>>>
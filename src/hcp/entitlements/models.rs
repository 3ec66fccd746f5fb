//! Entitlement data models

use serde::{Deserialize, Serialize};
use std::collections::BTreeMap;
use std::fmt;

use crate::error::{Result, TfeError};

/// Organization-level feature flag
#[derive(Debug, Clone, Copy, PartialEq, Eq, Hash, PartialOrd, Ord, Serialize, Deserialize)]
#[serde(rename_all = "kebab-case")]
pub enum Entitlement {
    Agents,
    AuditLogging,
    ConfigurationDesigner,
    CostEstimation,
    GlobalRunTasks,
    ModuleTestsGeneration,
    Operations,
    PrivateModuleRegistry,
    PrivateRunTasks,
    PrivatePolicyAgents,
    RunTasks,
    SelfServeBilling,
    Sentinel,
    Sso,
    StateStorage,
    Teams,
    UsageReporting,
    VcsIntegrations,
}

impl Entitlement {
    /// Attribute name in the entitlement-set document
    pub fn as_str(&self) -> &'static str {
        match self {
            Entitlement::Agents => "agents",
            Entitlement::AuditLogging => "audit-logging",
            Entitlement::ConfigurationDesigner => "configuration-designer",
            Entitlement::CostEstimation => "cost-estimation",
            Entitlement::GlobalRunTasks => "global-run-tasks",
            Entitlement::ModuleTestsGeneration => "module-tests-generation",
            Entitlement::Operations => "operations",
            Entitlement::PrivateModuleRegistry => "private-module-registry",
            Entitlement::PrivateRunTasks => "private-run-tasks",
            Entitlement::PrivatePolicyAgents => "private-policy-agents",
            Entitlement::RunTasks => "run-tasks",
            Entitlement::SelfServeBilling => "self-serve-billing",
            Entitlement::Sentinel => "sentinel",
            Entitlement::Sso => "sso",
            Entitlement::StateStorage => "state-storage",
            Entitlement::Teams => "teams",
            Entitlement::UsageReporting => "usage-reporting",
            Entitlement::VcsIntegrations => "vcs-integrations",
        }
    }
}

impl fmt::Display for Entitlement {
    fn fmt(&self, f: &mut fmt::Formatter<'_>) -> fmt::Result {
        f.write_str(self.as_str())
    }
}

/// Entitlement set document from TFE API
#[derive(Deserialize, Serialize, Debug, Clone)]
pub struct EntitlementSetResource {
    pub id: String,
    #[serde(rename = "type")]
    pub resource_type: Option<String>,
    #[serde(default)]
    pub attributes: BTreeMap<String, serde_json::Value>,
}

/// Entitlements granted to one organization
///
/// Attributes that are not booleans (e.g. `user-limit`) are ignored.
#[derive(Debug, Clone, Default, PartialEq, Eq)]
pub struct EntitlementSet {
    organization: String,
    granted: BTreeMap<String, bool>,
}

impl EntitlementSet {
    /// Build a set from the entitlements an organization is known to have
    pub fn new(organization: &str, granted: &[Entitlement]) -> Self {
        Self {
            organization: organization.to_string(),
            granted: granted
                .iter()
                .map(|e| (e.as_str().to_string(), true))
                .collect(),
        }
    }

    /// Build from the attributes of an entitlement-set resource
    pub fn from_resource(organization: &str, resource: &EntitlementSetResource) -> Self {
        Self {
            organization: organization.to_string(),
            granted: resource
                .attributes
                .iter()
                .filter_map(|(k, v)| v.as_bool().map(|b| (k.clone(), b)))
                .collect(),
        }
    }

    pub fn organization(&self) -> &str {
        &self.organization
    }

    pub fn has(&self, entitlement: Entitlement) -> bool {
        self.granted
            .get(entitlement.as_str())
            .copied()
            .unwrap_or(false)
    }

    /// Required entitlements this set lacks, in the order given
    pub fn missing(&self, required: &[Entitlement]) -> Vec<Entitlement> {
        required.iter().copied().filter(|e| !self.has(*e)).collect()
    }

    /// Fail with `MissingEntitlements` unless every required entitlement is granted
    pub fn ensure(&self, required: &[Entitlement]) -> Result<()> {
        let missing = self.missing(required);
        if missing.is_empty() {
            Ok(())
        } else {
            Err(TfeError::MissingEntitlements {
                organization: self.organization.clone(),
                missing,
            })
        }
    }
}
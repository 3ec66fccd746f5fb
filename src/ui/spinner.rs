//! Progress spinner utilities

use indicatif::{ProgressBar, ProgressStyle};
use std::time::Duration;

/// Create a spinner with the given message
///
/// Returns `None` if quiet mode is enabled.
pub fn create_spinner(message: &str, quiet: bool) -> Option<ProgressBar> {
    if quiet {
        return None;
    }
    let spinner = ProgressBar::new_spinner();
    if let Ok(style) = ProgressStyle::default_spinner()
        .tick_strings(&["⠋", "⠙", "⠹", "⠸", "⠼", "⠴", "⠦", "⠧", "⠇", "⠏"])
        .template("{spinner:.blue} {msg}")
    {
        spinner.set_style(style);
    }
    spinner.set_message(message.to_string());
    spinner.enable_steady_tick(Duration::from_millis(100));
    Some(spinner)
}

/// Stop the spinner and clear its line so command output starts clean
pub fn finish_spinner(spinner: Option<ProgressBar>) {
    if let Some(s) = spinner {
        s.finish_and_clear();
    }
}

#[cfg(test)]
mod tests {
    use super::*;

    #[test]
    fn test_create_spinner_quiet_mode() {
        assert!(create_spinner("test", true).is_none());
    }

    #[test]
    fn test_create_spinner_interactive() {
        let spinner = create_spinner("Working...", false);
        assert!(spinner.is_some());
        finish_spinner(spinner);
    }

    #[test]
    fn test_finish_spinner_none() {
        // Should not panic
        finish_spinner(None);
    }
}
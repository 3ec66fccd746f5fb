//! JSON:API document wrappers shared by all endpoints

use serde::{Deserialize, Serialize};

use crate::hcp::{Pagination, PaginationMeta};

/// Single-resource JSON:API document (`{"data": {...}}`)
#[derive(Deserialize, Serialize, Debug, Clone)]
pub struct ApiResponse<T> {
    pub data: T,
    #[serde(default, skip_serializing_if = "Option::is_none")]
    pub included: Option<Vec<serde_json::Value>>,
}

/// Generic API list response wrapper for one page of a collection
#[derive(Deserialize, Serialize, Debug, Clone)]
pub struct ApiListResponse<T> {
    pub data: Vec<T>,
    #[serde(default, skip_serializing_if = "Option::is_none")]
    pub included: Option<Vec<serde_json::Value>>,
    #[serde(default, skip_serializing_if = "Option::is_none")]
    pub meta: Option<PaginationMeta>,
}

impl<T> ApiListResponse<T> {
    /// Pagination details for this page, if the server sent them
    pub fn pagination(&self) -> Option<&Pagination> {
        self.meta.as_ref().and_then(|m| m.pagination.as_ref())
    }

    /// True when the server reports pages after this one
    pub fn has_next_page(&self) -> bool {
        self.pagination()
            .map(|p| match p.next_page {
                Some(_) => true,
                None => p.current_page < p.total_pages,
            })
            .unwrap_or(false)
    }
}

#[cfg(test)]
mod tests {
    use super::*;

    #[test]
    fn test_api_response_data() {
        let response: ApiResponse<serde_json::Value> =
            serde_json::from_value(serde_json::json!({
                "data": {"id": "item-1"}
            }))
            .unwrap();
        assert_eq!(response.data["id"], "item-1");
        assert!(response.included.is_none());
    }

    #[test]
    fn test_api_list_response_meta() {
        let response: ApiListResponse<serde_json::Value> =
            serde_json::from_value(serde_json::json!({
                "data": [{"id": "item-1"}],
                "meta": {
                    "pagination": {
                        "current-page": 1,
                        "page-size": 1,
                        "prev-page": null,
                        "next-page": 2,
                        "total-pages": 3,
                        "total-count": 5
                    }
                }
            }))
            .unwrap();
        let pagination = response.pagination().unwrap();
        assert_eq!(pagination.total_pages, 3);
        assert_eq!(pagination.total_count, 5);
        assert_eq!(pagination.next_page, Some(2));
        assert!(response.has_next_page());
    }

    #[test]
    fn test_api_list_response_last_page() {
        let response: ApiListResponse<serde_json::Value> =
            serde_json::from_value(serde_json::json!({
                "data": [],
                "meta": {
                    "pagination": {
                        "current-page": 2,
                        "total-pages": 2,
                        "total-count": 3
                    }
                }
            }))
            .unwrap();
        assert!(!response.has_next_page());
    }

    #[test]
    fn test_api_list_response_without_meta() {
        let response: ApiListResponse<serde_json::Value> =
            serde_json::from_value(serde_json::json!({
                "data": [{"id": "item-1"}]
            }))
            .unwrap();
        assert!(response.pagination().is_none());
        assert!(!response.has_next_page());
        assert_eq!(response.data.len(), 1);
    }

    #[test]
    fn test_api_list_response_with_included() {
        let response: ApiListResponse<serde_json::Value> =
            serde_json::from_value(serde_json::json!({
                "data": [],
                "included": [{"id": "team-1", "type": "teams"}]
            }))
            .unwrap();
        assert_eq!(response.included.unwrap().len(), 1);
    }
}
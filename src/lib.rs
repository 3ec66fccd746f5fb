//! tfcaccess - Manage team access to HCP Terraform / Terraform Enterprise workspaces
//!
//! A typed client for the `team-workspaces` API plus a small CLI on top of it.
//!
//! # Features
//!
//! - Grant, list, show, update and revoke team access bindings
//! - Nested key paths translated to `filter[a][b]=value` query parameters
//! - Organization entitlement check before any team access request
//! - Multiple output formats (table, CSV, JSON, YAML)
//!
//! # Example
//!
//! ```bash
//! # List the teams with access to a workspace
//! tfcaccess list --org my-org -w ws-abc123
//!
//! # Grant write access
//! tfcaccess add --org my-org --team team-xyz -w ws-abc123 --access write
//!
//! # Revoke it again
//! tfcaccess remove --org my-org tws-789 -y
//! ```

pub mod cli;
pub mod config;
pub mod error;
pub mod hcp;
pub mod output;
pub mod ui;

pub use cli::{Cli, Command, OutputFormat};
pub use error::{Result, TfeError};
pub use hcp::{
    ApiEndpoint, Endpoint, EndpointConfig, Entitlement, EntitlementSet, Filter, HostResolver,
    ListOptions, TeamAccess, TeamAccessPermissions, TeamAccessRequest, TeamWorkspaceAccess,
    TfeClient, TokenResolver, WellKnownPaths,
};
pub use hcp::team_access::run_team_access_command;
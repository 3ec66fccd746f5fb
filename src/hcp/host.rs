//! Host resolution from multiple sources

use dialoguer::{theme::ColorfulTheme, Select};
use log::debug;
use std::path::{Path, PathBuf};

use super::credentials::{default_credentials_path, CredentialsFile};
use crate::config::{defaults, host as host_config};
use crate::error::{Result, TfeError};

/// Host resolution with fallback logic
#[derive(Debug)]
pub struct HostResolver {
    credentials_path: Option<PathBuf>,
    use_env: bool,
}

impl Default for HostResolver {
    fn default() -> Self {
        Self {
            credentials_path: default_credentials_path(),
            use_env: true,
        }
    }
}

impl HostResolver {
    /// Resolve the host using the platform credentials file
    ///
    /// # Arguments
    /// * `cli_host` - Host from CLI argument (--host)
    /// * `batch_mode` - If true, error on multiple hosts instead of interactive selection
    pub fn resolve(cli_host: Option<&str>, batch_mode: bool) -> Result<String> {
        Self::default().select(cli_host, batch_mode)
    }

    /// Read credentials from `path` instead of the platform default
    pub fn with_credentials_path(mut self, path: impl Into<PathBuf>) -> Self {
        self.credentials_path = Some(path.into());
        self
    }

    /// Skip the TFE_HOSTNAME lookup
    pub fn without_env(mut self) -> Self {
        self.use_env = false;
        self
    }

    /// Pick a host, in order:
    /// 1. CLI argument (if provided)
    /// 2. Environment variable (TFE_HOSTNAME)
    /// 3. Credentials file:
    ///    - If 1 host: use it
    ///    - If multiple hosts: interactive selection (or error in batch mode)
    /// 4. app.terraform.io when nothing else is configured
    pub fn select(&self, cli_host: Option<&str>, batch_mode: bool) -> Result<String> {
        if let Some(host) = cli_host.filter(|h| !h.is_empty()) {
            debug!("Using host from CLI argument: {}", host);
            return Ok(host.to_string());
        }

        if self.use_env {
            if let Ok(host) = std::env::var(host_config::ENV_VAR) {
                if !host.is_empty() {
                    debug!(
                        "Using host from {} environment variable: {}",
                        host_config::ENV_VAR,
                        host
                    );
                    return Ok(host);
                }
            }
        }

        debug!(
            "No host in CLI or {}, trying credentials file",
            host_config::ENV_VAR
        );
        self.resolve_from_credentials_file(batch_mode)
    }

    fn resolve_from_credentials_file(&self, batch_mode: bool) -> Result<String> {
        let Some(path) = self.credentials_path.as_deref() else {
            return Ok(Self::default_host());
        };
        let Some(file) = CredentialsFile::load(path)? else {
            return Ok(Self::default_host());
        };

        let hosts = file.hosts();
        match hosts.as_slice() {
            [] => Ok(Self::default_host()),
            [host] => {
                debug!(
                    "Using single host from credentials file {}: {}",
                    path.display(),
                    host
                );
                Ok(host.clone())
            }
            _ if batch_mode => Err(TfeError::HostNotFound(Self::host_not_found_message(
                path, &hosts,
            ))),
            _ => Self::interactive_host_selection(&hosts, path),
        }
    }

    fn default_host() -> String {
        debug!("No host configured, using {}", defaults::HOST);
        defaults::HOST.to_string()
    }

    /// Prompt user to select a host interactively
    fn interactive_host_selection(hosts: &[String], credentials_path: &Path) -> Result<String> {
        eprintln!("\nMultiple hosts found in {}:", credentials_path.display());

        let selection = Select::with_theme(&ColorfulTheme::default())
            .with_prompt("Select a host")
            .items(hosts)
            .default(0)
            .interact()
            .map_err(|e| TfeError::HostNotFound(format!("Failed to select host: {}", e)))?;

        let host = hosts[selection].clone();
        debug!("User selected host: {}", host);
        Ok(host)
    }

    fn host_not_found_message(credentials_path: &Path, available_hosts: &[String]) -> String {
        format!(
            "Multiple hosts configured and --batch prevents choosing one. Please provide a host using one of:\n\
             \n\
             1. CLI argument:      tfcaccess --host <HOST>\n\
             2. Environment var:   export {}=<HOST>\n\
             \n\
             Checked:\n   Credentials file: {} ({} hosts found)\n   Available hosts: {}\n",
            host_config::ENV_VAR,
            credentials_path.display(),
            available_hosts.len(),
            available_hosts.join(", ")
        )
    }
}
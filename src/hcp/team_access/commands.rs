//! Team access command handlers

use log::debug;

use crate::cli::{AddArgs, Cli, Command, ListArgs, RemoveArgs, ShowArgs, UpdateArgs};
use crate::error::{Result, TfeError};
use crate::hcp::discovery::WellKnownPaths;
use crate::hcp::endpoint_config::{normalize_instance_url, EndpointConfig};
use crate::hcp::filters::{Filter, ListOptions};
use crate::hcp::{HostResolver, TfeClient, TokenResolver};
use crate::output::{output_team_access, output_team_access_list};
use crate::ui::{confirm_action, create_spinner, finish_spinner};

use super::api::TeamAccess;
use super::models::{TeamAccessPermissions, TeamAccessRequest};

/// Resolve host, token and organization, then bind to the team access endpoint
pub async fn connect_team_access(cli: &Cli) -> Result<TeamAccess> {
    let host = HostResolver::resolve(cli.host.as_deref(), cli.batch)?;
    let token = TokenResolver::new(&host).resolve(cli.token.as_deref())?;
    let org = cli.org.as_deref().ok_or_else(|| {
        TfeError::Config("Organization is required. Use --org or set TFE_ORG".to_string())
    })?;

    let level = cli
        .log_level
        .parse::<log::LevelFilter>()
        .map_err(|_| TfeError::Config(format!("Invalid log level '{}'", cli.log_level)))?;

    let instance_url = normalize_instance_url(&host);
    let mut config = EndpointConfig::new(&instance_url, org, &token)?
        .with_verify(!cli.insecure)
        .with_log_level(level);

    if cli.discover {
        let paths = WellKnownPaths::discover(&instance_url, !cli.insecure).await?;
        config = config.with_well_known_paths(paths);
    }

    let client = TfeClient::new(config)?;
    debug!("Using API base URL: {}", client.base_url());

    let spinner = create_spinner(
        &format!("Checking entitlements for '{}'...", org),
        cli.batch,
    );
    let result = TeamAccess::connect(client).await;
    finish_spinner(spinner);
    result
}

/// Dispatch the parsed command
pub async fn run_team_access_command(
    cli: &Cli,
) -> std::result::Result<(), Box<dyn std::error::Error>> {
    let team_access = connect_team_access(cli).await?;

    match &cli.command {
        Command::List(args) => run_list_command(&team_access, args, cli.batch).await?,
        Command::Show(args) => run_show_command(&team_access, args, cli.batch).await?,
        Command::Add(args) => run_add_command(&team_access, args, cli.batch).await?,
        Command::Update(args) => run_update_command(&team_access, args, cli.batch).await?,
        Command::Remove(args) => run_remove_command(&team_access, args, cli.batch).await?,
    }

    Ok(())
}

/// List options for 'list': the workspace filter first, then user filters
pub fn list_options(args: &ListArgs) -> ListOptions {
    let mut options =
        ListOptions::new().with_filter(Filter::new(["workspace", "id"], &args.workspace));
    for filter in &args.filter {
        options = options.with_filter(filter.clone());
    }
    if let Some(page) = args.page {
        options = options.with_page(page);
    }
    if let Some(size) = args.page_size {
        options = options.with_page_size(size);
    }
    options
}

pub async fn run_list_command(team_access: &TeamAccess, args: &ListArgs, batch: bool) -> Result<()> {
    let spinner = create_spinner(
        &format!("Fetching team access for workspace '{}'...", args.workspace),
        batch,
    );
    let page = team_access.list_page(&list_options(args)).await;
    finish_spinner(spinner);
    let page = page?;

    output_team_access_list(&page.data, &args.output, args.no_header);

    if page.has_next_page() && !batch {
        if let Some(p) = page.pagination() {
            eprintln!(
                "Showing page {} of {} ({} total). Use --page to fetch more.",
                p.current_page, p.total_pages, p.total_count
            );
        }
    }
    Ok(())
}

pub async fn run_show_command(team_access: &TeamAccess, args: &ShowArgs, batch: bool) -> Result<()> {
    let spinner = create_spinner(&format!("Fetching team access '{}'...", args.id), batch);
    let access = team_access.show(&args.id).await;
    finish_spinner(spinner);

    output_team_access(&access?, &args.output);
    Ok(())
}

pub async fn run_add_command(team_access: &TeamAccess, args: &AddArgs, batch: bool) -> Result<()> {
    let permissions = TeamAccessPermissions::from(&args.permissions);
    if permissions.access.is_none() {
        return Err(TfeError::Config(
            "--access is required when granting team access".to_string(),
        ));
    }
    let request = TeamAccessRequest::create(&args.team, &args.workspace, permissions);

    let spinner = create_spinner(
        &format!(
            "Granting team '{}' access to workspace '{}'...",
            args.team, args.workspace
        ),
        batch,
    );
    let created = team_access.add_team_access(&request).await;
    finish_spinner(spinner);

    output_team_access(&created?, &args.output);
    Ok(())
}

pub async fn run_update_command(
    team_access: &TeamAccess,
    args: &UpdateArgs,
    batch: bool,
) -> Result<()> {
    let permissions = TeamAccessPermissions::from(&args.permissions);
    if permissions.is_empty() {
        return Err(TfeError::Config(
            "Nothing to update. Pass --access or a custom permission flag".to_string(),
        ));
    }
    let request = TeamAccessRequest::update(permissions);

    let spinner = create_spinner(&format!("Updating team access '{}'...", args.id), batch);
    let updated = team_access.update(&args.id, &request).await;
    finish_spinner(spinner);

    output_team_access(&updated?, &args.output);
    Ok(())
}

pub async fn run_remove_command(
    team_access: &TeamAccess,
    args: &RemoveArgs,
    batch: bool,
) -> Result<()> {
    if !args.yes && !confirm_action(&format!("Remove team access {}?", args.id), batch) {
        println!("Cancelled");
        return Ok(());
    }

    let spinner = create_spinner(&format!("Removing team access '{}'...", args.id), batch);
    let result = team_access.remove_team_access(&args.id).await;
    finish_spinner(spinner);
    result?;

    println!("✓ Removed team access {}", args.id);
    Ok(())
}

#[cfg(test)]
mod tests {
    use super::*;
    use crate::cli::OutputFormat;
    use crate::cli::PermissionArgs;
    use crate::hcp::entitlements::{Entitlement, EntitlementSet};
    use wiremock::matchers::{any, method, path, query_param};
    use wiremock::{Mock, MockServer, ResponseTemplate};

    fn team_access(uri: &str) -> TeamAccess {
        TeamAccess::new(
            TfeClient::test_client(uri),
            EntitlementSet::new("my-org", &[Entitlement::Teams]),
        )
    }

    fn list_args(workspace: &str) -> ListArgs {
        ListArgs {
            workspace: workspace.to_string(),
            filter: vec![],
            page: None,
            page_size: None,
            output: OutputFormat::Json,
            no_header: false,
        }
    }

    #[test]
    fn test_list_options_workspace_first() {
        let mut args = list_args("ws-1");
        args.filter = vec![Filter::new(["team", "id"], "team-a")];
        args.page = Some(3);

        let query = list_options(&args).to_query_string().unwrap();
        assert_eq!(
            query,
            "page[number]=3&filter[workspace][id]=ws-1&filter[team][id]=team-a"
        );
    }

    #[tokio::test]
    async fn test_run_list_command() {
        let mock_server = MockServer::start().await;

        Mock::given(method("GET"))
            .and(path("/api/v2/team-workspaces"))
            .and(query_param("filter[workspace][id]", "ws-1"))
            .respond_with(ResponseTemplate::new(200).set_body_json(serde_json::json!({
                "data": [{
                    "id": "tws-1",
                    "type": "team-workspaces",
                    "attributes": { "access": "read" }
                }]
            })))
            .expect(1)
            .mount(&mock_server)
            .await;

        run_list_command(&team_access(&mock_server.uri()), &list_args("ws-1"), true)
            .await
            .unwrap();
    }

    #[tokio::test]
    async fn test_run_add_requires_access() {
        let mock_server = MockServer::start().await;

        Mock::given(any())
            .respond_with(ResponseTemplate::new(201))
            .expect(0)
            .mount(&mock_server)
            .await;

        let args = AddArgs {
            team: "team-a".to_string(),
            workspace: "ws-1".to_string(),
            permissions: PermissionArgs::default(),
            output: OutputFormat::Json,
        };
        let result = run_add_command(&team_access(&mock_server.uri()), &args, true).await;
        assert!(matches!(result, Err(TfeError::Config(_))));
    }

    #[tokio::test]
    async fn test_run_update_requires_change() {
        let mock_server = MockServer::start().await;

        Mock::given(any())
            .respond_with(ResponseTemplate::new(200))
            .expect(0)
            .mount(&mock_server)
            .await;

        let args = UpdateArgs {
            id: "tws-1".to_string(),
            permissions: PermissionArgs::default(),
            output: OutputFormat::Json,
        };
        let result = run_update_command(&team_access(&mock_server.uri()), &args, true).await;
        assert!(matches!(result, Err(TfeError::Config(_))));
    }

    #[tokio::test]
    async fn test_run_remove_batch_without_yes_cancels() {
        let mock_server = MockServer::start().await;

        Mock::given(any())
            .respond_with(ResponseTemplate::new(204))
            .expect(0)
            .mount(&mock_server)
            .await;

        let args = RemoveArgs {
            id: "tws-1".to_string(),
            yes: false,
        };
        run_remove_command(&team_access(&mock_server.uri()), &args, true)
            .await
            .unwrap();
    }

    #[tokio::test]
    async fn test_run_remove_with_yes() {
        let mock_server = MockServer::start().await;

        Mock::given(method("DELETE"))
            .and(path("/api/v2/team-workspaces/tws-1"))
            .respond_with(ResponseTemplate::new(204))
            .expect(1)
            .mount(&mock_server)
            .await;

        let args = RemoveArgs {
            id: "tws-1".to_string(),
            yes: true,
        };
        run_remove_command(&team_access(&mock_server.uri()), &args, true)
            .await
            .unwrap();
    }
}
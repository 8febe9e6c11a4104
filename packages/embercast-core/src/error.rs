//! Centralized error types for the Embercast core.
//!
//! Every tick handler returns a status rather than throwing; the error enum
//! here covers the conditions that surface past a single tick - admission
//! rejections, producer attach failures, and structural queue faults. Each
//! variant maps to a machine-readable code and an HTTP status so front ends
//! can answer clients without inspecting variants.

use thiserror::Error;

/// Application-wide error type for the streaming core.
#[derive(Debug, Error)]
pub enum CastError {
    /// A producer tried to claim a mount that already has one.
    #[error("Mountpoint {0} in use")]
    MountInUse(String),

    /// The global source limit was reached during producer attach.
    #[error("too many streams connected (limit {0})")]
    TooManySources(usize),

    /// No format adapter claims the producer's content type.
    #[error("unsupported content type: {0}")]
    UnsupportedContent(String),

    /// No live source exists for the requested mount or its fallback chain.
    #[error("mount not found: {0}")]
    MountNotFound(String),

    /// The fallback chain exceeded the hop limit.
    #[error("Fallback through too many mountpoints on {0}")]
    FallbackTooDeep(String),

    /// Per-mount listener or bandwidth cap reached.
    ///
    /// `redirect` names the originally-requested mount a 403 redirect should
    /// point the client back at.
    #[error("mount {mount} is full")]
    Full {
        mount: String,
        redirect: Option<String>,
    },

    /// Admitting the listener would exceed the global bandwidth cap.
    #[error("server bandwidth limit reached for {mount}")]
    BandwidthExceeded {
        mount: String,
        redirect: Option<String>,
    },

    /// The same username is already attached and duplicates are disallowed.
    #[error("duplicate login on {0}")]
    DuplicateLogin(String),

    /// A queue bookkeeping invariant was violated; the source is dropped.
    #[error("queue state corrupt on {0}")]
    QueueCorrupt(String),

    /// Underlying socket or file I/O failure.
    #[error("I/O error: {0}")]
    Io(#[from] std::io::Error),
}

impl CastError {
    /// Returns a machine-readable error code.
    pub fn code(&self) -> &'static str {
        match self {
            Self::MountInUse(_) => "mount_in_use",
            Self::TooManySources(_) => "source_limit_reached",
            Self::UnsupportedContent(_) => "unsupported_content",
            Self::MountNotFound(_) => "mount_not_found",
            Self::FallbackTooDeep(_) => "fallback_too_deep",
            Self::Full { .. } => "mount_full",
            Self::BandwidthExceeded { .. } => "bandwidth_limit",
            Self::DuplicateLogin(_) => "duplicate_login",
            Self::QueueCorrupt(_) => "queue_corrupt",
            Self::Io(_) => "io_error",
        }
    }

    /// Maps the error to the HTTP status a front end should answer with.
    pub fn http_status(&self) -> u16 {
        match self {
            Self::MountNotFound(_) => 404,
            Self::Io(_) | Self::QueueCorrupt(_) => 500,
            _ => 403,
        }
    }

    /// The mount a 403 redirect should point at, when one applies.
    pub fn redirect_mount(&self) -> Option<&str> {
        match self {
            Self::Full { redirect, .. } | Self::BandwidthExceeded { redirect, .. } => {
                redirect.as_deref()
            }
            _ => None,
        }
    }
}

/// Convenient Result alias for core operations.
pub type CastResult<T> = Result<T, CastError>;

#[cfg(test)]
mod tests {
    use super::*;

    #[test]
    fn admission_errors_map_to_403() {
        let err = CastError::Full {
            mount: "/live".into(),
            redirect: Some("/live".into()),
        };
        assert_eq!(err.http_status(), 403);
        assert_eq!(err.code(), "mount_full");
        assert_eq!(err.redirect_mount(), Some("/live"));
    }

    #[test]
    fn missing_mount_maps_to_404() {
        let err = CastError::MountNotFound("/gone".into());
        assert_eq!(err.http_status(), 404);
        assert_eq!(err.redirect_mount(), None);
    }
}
<<<
§ **TASK GOAL**: Look through the entries above for the word "PrivateModuleRegistry". Copy every line where it shows up.

§ **SOLUTION**:
    PrivateModuleRegistry,
            Entitlement::PrivateModuleRegistry => "private-module-registry",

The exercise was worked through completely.